■ Stored items:
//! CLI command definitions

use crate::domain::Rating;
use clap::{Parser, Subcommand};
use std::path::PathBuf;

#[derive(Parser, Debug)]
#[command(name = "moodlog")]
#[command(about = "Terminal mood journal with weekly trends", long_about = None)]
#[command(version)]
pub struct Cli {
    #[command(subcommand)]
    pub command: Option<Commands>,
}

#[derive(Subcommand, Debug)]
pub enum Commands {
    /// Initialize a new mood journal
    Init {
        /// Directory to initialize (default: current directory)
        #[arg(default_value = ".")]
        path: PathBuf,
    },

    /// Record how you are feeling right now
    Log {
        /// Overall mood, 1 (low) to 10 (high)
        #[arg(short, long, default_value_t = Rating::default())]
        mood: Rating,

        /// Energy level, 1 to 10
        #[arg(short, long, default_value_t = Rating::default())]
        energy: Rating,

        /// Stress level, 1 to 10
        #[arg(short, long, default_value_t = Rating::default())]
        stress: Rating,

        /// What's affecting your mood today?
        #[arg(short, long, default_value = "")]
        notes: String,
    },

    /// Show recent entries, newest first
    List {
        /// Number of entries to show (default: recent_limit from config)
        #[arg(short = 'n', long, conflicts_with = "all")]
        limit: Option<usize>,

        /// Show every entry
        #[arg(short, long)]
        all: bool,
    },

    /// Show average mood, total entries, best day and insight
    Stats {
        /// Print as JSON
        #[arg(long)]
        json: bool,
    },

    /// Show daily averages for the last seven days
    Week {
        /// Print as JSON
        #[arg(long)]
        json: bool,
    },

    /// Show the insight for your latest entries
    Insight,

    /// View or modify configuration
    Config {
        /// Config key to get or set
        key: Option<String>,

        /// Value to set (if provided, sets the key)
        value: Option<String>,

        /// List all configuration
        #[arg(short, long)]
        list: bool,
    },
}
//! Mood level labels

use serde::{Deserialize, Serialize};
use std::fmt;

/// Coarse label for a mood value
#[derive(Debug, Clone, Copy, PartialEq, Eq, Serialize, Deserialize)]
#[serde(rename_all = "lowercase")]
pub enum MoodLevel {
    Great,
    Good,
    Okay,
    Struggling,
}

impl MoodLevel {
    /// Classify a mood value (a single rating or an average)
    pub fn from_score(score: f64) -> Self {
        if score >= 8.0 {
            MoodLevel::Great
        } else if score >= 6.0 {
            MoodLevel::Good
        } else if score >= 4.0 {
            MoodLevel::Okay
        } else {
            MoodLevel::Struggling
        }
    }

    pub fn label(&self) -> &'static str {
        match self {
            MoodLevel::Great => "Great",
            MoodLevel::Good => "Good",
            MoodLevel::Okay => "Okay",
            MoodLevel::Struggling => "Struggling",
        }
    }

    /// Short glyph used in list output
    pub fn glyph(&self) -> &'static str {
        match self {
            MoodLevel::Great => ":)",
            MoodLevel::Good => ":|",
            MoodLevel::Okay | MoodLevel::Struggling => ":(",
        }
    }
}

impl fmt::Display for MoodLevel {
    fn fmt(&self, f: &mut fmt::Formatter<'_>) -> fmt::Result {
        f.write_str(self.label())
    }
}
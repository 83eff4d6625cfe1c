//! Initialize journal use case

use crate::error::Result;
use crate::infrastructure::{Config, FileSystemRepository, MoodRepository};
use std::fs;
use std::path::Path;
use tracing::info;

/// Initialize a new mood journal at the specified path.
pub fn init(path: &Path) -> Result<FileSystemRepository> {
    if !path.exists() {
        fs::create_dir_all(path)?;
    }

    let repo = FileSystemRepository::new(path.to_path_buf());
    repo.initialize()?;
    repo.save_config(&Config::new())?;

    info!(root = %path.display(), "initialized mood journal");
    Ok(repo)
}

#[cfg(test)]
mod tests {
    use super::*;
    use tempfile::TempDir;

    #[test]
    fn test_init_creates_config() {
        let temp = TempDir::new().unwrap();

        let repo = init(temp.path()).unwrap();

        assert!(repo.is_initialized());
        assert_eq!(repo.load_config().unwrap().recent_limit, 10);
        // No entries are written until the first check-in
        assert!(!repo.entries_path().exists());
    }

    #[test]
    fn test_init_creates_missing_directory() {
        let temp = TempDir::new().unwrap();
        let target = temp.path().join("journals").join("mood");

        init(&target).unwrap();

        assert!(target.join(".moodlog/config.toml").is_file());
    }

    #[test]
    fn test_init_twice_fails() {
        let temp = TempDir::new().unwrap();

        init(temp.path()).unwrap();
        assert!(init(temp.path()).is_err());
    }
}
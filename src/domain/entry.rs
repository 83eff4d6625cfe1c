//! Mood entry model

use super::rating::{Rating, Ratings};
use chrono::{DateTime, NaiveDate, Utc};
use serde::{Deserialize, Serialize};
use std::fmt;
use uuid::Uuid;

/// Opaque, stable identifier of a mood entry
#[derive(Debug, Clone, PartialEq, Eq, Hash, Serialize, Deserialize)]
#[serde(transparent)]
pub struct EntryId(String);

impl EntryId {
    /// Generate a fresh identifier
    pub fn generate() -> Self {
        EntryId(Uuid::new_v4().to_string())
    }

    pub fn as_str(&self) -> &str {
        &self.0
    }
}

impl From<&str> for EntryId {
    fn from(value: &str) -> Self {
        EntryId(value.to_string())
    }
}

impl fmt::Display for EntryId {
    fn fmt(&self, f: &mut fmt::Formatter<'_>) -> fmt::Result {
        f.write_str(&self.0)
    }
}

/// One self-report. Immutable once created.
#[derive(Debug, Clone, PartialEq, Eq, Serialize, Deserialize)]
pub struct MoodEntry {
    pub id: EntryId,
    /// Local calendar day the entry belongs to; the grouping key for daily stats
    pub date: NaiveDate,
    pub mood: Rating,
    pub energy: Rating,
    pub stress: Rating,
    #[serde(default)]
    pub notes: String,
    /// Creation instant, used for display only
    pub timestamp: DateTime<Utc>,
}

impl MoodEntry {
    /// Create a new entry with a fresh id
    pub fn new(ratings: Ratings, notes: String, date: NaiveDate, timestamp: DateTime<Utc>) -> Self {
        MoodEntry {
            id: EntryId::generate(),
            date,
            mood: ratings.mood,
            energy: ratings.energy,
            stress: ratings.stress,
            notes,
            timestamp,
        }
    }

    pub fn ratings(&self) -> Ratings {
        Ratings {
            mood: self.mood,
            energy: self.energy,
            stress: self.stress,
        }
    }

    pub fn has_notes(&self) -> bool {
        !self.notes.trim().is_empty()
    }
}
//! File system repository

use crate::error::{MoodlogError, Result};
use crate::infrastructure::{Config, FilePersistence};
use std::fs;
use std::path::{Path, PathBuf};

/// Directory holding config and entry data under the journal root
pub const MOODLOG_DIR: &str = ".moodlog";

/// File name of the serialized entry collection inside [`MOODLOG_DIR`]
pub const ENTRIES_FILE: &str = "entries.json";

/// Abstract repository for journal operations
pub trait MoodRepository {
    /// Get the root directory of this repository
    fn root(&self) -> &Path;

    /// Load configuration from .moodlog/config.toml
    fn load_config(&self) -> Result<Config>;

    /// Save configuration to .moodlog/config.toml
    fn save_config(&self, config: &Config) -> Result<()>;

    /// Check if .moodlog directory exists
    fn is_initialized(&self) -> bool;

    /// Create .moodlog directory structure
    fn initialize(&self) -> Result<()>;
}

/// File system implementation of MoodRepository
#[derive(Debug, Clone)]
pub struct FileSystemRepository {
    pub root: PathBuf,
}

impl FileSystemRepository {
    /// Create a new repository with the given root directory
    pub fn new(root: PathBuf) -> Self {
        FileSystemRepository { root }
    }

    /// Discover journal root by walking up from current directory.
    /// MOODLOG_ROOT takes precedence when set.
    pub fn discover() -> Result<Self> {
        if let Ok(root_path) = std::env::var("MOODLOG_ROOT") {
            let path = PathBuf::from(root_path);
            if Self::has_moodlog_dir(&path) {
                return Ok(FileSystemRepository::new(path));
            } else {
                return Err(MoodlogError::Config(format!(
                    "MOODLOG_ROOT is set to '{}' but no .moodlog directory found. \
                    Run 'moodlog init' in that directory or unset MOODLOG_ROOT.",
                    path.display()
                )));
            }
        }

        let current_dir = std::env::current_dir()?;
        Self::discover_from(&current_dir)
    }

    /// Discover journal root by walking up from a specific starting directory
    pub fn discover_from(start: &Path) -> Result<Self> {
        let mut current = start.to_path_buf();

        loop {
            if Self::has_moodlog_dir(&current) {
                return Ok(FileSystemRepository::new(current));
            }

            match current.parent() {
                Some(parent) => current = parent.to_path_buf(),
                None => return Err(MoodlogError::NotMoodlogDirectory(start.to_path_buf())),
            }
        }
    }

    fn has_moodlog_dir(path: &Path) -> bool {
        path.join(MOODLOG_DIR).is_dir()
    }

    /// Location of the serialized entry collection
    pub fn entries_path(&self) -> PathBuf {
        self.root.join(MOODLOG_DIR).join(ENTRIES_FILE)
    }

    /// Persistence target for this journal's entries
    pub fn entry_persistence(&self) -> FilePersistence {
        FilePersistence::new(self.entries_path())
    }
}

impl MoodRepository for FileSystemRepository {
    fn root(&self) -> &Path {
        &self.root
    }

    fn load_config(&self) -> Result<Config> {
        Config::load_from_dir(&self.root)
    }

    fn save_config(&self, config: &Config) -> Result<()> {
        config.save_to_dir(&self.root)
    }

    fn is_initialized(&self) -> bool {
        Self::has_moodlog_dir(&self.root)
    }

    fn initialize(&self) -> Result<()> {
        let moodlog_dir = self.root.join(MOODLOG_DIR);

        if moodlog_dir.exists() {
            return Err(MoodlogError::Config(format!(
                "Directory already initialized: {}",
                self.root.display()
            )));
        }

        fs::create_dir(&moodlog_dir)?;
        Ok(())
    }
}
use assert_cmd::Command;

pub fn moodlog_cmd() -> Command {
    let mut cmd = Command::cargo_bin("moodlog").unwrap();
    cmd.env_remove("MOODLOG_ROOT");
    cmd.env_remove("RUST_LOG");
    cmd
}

* * *

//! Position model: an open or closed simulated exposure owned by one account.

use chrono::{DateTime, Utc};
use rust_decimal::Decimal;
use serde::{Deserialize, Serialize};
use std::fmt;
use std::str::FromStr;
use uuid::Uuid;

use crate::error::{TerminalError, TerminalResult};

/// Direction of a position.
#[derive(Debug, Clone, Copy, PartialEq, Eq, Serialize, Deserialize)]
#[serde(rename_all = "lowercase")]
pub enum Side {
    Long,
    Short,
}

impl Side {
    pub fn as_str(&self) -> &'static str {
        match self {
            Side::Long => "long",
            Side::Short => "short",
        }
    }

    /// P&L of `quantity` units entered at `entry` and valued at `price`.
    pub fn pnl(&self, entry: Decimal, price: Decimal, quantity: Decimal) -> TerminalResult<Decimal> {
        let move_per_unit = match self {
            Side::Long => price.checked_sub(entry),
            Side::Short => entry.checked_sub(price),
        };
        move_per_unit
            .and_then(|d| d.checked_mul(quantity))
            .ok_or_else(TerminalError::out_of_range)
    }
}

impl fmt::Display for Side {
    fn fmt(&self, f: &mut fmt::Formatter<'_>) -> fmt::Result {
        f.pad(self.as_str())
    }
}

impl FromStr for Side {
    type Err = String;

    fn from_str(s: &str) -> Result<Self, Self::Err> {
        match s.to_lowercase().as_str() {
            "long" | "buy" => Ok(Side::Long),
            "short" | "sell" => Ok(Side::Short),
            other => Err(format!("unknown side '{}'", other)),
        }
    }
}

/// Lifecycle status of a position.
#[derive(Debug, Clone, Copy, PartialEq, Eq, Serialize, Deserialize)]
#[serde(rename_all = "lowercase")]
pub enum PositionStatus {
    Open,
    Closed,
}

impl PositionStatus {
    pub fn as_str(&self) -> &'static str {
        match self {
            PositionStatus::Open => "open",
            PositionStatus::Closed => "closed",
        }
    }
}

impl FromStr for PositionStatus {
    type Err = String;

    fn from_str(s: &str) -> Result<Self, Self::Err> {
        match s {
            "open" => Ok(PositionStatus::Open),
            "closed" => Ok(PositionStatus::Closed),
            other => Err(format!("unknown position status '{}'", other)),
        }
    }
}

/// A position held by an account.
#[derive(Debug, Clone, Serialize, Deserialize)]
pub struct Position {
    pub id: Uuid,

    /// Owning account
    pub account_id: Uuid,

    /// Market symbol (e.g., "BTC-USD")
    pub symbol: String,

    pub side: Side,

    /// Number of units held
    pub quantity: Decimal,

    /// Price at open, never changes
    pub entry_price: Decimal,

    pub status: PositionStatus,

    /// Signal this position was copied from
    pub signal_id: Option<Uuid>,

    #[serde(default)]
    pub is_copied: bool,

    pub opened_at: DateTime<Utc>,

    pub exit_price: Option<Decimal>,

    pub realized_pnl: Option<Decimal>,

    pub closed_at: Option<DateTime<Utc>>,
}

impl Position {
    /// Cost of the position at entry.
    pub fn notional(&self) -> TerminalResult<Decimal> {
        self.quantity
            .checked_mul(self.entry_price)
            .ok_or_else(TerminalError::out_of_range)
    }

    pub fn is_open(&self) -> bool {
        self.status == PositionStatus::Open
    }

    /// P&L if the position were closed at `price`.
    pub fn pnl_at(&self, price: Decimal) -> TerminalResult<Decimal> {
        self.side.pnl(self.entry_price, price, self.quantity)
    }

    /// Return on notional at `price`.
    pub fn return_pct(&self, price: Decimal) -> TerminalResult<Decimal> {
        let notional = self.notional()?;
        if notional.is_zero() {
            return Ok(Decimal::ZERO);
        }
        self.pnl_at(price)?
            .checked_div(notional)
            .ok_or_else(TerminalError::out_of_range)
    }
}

■ The task: Your answer should consist solely of the lines above from the line with "CLI command definitions" to the line with "to 10 (high)", both included, reproduced exactly.

■ Answer to the exercise:
//! CLI command definitions

use crate::domain::Rating;
use clap::{Parser, Subcommand};
use std::path::PathBuf;

#[derive(Parser, Debug)]
#[command(name = "moodlog")]
#[command(about = "Terminal mood journal with weekly trends", long_about = None)]
#[command(version)]
pub struct Cli {
    #[command(subcommand)]
    pub command: Option<Commands>,
}

#[derive(Subcommand, Debug)]
pub enum Commands {
    /// Initialize a new mood journal
    Init {
        /// Directory to initialize (default: current directory)
        #[arg(default_value = ".")]
        path: PathBuf,
    },

    /// Record how you are feeling right now
    Log {
        /// Overall mood, 1 (low) to 10 (high)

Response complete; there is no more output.